Like Johnson (Santa Monica) and Houshmandzadeh (Cerritos), Chatman went the California junior college route before ending up in Cincinnati. But he arrived first at the University of Cincinnati when he secured the school's last scholarship of the year before the Packers signed him out of Clifton as a free agent. And it was easy to talk to Bengals receivers coach Hue Jackson when they had dinner Saturday night. Both are Dorsey High School graduates in Los Angeles.

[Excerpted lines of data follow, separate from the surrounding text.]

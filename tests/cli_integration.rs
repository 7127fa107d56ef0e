use assert_cmd::Command;
use predicates::str::{contains, starts_with};
use std::error::Error;
use std::path::Path;

fn ffmpeg_tv_cmd() -> Command {
    Command::cargo_bin("ffmpeg-tv").expect("Failed to find ffmpeg-tv binary")
}

// Writes an `ffmpeg` stand-in into `dir` that records its argv (one per line)
// next to itself and exits with `exit_code`.
#[cfg(unix)]
fn install_fake_ffmpeg(dir: &Path, exit_code: i32) -> Result<(), Box<dyn Error>> {
    use std::os::unix::fs::PermissionsExt;

    let record = dir.join("argv.txt");
    let script = format!(
        "#!/bin/sh\nfor a in \"$@\"; do printf '%s\\n' \"$a\"; done > '{}'\nexit {}\n",
        record.display(),
        exit_code
    );
    let path = dir.join("ffmpeg");
    std::fs::write(&path, script)?;
    std::fs::set_permissions(&path, std::fs::Permissions::from_mode(0o755))?;
    Ok(())
}

#[cfg(unix)]
fn recorded_argv(dir: &Path) -> Result<Vec<String>, Box<dyn Error>> {
    let text = std::fs::read_to_string(dir.join("argv.txt"))?;
    Ok(text.lines().map(str::to_string).collect())
}

#[cfg(unix)]
#[test]
fn default_run_prints_and_executes_reference_command() -> Result<(), Box<dyn Error>> {
    let bin_dir = tempfile::tempdir()?;
    install_fake_ffmpeg(bin_dir.path(), 0)?;

    let expected = "ffmpeg -i IN -filter:v scale=-1:-1 -c:v libx264 -crf 19 -preset slow \
                    -level 4.1 -sws_flags lanczos -tune film -c:a aac -vbr 5 -map 0 OUT";

    ffmpeg_tv_cmd()
        .env("PATH", bin_dir.path())
        .args(["IN", "OUT"])
        .assert()
        .success()
        .stdout(format!("> {}\n", expected));

    // What was shown is exactly what was run
    let shown: Vec<&str> = expected.split_whitespace().skip(1).collect();
    assert_eq!(recorded_argv(bin_dir.path())?, shown);
    Ok(())
}

#[cfg(unix)]
#[test]
fn exit_code_is_forwarded() -> Result<(), Box<dyn Error>> {
    let bin_dir = tempfile::tempdir()?;
    install_fake_ffmpeg(bin_dir.path(), 7)?;

    ffmpeg_tv_cmd()
        .env("PATH", bin_dir.path())
        .args(["in.mkv", "out.mkv"])
        .assert()
        .code(7)
        .stdout(starts_with("> ffmpeg -i in.mkv"));
    Ok(())
}

#[cfg(unix)]
#[test]
fn overrides_and_trimming_reach_ffmpeg() -> Result<(), Box<dyn Error>> {
    let bin_dir = tempfile::tempdir()?;
    install_fake_ffmpeg(bin_dir.path(), 0)?;

    ffmpeg_tv_cmd()
        .env("PATH", bin_dir.path())
        .args([
            "in.flv",
            "out.mkv",
            "-s",
            "1920:1080",
            "-cb",
            "192k",
            "-ts",
            "30",
            "-td",
            "10",
            "--tune",
            "",
        ])
        .assert()
        .success()
        .stdout(contains("-vbr 5 -b:a 192k -map 0 -ss 30 -t 10 out.mkv"));

    let argv = recorded_argv(bin_dir.path())?;
    assert!(argv.contains(&"scale=1920:1080".to_string()));
    assert!(!argv.contains(&"-tune".to_string()));
    assert_eq!(argv.last().map(String::as_str), Some("out.mkv"));
    Ok(())
}

#[cfg(unix)]
#[test]
fn non_utf8_input_path_reaches_ffmpeg_unchanged() -> Result<(), Box<dyn Error>> {
    use std::ffi::OsStr;
    use std::os::unix::ffi::OsStrExt;

    let bin_dir = tempfile::tempdir()?;
    install_fake_ffmpeg(bin_dir.path(), 0)?;
    let input = OsStr::from_bytes(b"caf\xe9.mkv");

    ffmpeg_tv_cmd()
        .env("PATH", bin_dir.path())
        .arg(input)
        .arg("out.mkv")
        .assert()
        .success()
        .stdout(starts_with("> ffmpeg -i caf\u{FFFD}.mkv "));

    let recorded = std::fs::read(bin_dir.path().join("argv.txt"))?;
    let second_line = recorded.split(|b| *b == b'\n').nth(1);
    assert_eq!(second_line, Some(&b"caf\xe9.mkv"[..]));
    Ok(())
}

#[cfg(unix)]
#[test]
fn abbreviated_long_flags_are_accepted() -> Result<(), Box<dyn Error>> {
    let bin_dir = tempfile::tempdir()?;
    install_fake_ffmpeg(bin_dir.path(), 0)?;

    ffmpeg_tv_cmd()
        .env("PATH", bin_dir.path())
        .args(["in.mkv", "out.mkv", "--vid", "libx265", "--time-d", "10"])
        .assert()
        .success()
        .stdout(contains("-c:v libx265 "))
        .stdout(contains("-t 10 out.mkv"));
    Ok(())
}

#[test]
fn missing_ffmpeg_fails_with_not_found_code() -> Result<(), Box<dyn Error>> {
    let empty_dir = tempfile::tempdir()?;

    ffmpeg_tv_cmd()
        .env("PATH", empty_dir.path())
        .env("RUST_LOG", "error")
        .args(["in.mkv", "out.mkv"])
        .assert()
        .code(127)
        .stdout(starts_with("> ffmpeg -i in.mkv"))
        .stderr(contains("Failed to execute ffmpeg"));
    Ok(())
}

#[test]
fn missing_positional_fails_before_spawning() -> Result<(), Box<dyn Error>> {
    ffmpeg_tv_cmd()
        .arg("only-input.mkv")
        .assert()
        .failure()
        .stdout("")
        .stderr(contains("Usage"));
    Ok(())
}

#[test]
fn help_lists_resolved_defaults() -> Result<(), Box<dyn Error>> {
    ffmpeg_tv_cmd()
        .arg("--help")
        .assert()
        .success()
        .stdout(contains("[default: libx264]"))
        .stdout(contains("[default: 19]"))
        .stdout(contains("--time-duration"))
        .stdout(contains("-td VAL  same as --time-duration VAL"))
        .stdout(contains("127  ffmpeg was not found"));
    Ok(())
}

"It was really quite a good fit. He had grown up with guys like T.J. and Chad and obviously there was a tie he had there with Hue," Mersel said.

Chatman is also different than Walter, whom had been a prime special teams player as a tackler and was a big, physical receiver. The 6-3, 215-pound Walter caught 30 balls in his three-year career in Cincinnati, and the Bengals decided they couldn't match the Texans' $1.5 million per year offer over four seasons that included $2.5 million in guarantees.

"Kevin was a team player. He'd do what was ever asked and never complained," Houshmandzadeh said.

Chatman is prepared to do the same.

"I feel comfortable there," he said.

Palmer inching back

The 6-1, 315-pound Dalton, who turned 31 last month, played for the Chiefs the past two seasons in an eight-year career that crossed paths with Lewis in Baltimore. Dalton doesn't have the big name of his former Ravens linemmate, Sam Adams, or his price tag. On Saturday, Lewis indicated his first priority after signing the quarterback is re-signing his offensive line.

"But if that goes slowly, we also don't want to miss anybody out there (in free agency) that we think might help us," Lewis said.

With No. 1 quarterback Carson Palmer arriving back in town last week, it's believed he'll make his first post-surgery media appearance this Tuesday. When talking to the agents for Griese and Patrick Ramsey, Lewis didn't back off his belief that Palmer is going to start the opener. He hasn't seen anything yet to dissuade him, but also admits no one knows for sure just 70 days shy of Palmer having his knee reconstructed.

The Bengals have Palmer on a cautious path that keeps him out of the minicamps and the early part of training camp. But his absence from the camp opener and maybe the first couple of preseason games apparently doesn't preclude him from being ready the first week.

The Bengals are also looking at their reports of Griese's knee, which underwent similar surgery for his torn anterior cruciate and medial collateral ligaments Oct. 21. Agent Ralph Cindrich says his client is going to be ready for minicamp, which would be seven months after surgery when the Bengals start work May 16.

The Bengals also plan to talk to Rams backup Jamie Martin.